GOAL OF THE EXERCISE:
Return, from the material below, each line in which "handler" occurs.

DATA TO EXAMINE:
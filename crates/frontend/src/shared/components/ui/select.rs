use leptos::prelude::*;

/// Select component with label support
#[component]
pub fn Select(
    /// Label text (optional)
    #[prop(optional, into)]
    label: MaybeProp<String>,
    /// Current value
    #[prop(into)]
    value: Signal<String>,
    /// Change event handler
    #[prop(optional)]
    on_change: Option<Callback<String>>,
    /// Options: Vec of (value, label) tuples
    #[prop(into)]
    options: Signal<Vec<(String, String)>>,
    /// ID for the select element
    #[prop(optional, into)]
    id: MaybeProp<String>,
) -> impl IntoView {
    let select_id = move || id.get().unwrap_or_default();

    view! {
        <div class="form__group">
            {move || label.get().map(|l| view! {
                <label class="form__label" for=select_id>
                    {l}
                </label>
            })}
            <select
                id=select_id
                class="form__select"
                on:change=move |ev| {
                    if let Some(handler) = on_change {
                        handler.run(event_target_value(&ev));
                    }
                }
            >
                <For
                    each=move || options.get()
                    key=|(val, _)| val.clone()
                    children=move |(val, label)| {
                        let val_clone = val.clone();
                        let is_selected = move || value.get() == val_clone;
                        view! {
                            <option value=val selected=is_selected>
                                {label}
                            </option>
                        }
                    }
                />
            </select>
        </div>
    }
}
pub mod service;
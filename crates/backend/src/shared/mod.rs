pub mod config;
pub mod request_logger;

TASK SOLUTION:
    /// Change event handler
                    if let Some(handler) = on_change {
                        handler.run(event_target_value(&ev));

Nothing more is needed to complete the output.